Re: iptables very slow after commit 784544739a25c30637397ace5489eeb6e15d7d49

Stephen Hemminger <shemminger@xxxxxxxxxx> · Sat, 11 Apr 2009 08:50:09 -0700

On Fri, 10 Apr 2009 21:15:33 -0700
"Paul E. McKenney" <paulmck@xxxxxxxxxxxxxxxxxx> wrote:

> On Fri, Apr 10, 2009 at 06:39:18PM -0700, Linus Torvalds wrote:
> > 
> > 
> > On Fri, 10 Apr 2009, David Miller wrote:
> > > 
> > > [ CC:'ing netfilter-devel and netdev... ]
> > 
> > I wonder if we should bring in the RCU people too, for them to tell you 
> > that the networking people are beign silly, and should not synchronize 
> > with the very heavy-handed
> > 
> > 	synchronize_net()
> > 
> > but instead of doing synchronization (which is probably why adding a few 
> > hundred rules then takes several seconds - each synchronizes and that 
> > takes a timer tick or so), add the rules to be free'd on some rcu-freeing 
> > list for later freeing.
> > 
> > Or whatever.
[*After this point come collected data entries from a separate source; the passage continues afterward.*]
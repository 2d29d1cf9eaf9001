use ratatui::buffer::Buffer;
use ratatui::layout::Rect;
use ratatui::style::{Modifier, Style};
use ratatui::text::{Line, Span};
use ratatui::widgets::{Block, BorderType, Padding, Paragraph, Widget, Wrap};
use unicode_width::UnicodeWidthStr;

use crate::core::chats::{self, DeliveryStatus, Message};
use crate::core::settings::{FONT_SIZE_MAX, FONT_SIZE_MIN};
use crate::tui::theme::Palette;

/// Horizontal padding (per side) between the border and text content.
const CONTENT_PAD_H: u16 = 1;
/// Total horizontal space consumed by borders (1 left + 1 right) and padding.
const HORIZONTAL_OVERHEAD: u16 = 2 + CONTENT_PAD_H * 2;
/// Borders (2) plus the timestamp footer line.
const VERTICAL_OVERHEAD: u16 = 3;

const MIN_BUBBLE_PERCENT: u16 = 50;
const MAX_BUBBLE_PERCENT: u16 = 90;

/// Bubble width cap as a share of the pane: 50% at the smallest font, 90% at the largest.
pub fn bubble_width_percent(font_size: u8) -> u16 {
    let size = font_size.clamp(FONT_SIZE_MIN, FONT_SIZE_MAX);
    let steps = u16::from(size - FONT_SIZE_MIN);
    let range = u16::from(FONT_SIZE_MAX - FONT_SIZE_MIN);
    MIN_BUBBLE_PERCENT + steps * (MAX_BUBBLE_PERCENT - MIN_BUBBLE_PERCENT) / range
}

fn wrap_options(width: u16) -> textwrap::Options<'static> {
    textwrap::Options::new(width as usize)
        .break_words(true)
        .word_separator(textwrap::WordSeparator::AsciiSpace)
}

/// A stateless component that renders a single message as a chat bubble.
///
/// Own messages sit on the right in the accent color with delivery ticks;
/// everyone else's sit on the left. `max_width` comes from the pane width and
/// the font size setting.
#[derive(Clone, Copy)]
pub struct MessageBubble<'a> {
    pub message: &'a Message,
    pub palette: &'a Palette,
    pub max_width: u16,
}

impl<'a> MessageBubble<'a> {
    pub fn new(message: &'a Message, palette: &'a Palette, max_width: u16) -> Self {
        Self {
            message,
            palette,
            max_width,
        }
    }

    /// "HH:MM", plus "(edited)" and delivery ticks where they apply.
    fn footer(message: &Message) -> String {
        let mut footer = chats::format_time(message.timestamp);
        if message.is_edited {
            footer.push_str(" (edited)");
        }
        if message.is_own() {
            footer.push(' ');
            footer.push_str(match message.status {
                DeliveryStatus::Sent => "✓",
                DeliveryStatus::Delivered | DeliveryStatus::Read => "✓✓",
            });
        }
        footer
    }

    /// Outer (width, height) of the bubble, predicted with `textwrap` so the
    /// conversation can lay out its scroll view before rendering.
    pub fn measure(message: &Message, max_width: u16) -> (u16, u16) {
        let content_max = max_width.saturating_sub(HORIZONTAL_OVERHEAD);
        if content_max == 0 {
            // Degenerate case: pane too narrow for borders + padding.
            return (max_width, VERTICAL_OVERHEAD);
        }

        let lines = textwrap::wrap(&message.text, wrap_options(content_max));
        let longest = lines.iter().map(|l| l.width()).max().unwrap_or(0) as u16;
        let footer = Self::footer(message).width() as u16;

        let width = longest.max(footer).min(content_max) + HORIZONTAL_OVERHEAD;
        let height = (lines.len() as u16).max(1) + VERTICAL_OVERHEAD;
        (width, height)
    }
}

impl Widget for MessageBubble<'_> {
    /// `area` is the full row; the bubble aligns itself inside it.
    fn render(self, area: Rect, buf: &mut Buffer) {
        let (width, height) = Self::measure(self.message, self.max_width.min(area.width));
        let width = width.min(area.width);
        let own = self.message.is_own();
        let x = if own {
            area.x + area.width.saturating_sub(width)
        } else {
            area.x
        };
        let bubble = Rect::new(x, area.y, width, height.min(area.height));

        let (bg, fg) = if own {
            (self.palette.own_bubble, self.palette.own_text)
        } else {
            (self.palette.other_bubble, self.palette.other_text)
        };
        let style = Style::default().fg(fg).bg(bg);

        let block = Block::bordered()
            .border_type(BorderType::Rounded)
            .border_style(style)
            .style(style)
            .padding(Padding::horizontal(CONTENT_PAD_H));
        let inner = block.inner(bubble);
        block.render(bubble, buf);

        let footer = Line::from(Span::styled(
            Self::footer(self.message),
            style.add_modifier(Modifier::DIM),
        ))
        .right_aligned();

        let text_area = Rect {
            height: inner.height.saturating_sub(1),
            ..inner
        };
        let footer_area = Rect {
            y: inner.y + text_area.height,
            height: inner.height.min(1),
            ..inner
        };

        Paragraph::new(self.message.text.as_str())
            .style(style)
            .wrap(Wrap { trim: false })
            .render(text_area, buf);
        Paragraph::new(footer).render(footer_area, buf);
    }
}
Paul? synchronize_net() just calls synchronize_rcu(), and 
> > with that knowledge and a simple
> > 
> > 	git show 784544739a25c30637397ace5489eeb6e15d7d49
> > 
> > I bet you can already tell people how to fix their performance issue.
> 
> Well, I am certainly happy to demonstrate my ignorance of the networking
> code by throwing out a few suggestions.
> 
> So, Dave and Steve, you might want to get out your barf bag before
> reading further.  You have been warned!  ;-)
> 
> 1.	Assuming that the synchronize_net() is intended to guarantee
> 	that the new rules will be in effect before returning to
> 	user space:

In this case it is to make sure that the old counter table is no
longer being used by other cpu's receiving. 
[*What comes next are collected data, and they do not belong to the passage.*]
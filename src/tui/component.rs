use ratatui::Frame;
use ratatui::layout::Rect;

/// A reusable UI component.
///
/// Components in this architecture follow the React pattern:
/// - They receive data via props (struct fields).
/// - They may hold internal state (via `&mut State` fields).
/// - They render to a `Frame` within a given `Rect`.
///
/// `render` takes `&mut self` so components can update presentation state
/// (scroll offsets, cached layout) during the render pass, as with ratatui's
/// `StatefulWidget`.
pub trait Component {
    /// Render the component into the given area.
    fn render(&mut self, frame: &mut Frame, area: Rect);
}

/// A component that handles terminal events.
pub trait EventHandler {
    /// The type of high-level event this component emits.
    type Event;

    /// Handle a low-level `TuiEvent` and optionally return a high-level event.
    fn handle_event(&mut self, event: &super::event::TuiEvent) -> Option<Self::Event>;
}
> 	a.	Split this functionality, so that there is a new
> 		user-space primitive that installs a new rule, but
> 		without waiting.  They provide an additional user-space
> 		primitive that waits for the rules to take effect.
> 		Then, when loading a long list of rules, load them
> 		using the non-waiting primitive, and wait at the end.
> 
> 	b.	As above, but provide a flag that says whether or not
> 		to wait.  Same general effect.
> 
> 	But I am not seeing the direct connection between this patch
> 	and netfilter, so...

> 2.	For the xt_replace_table() case, it would be necessary to add an
> 	rcu_head to the xt_table_info, and replace each caller's direct
> 	calls to xt_free_table_info() with call_rcu().
> 
> 	Now this has an issue in that the caller wants to return the
> 	final counter values.  My assumption is that these values do
> 	not in fact need to be exact.  If I am wrong about that, then
> 	my suggestion would lose the counts from late readers.
> 	I must defer to the networking guys as to whether this is
> 	acceptable or not.  If not, more head-scratching would be
> 	required.  (But it looks to me that the rule is being trashed,
> 	so who cares about the extra counts?)

The problem is that users want to account for every byte. 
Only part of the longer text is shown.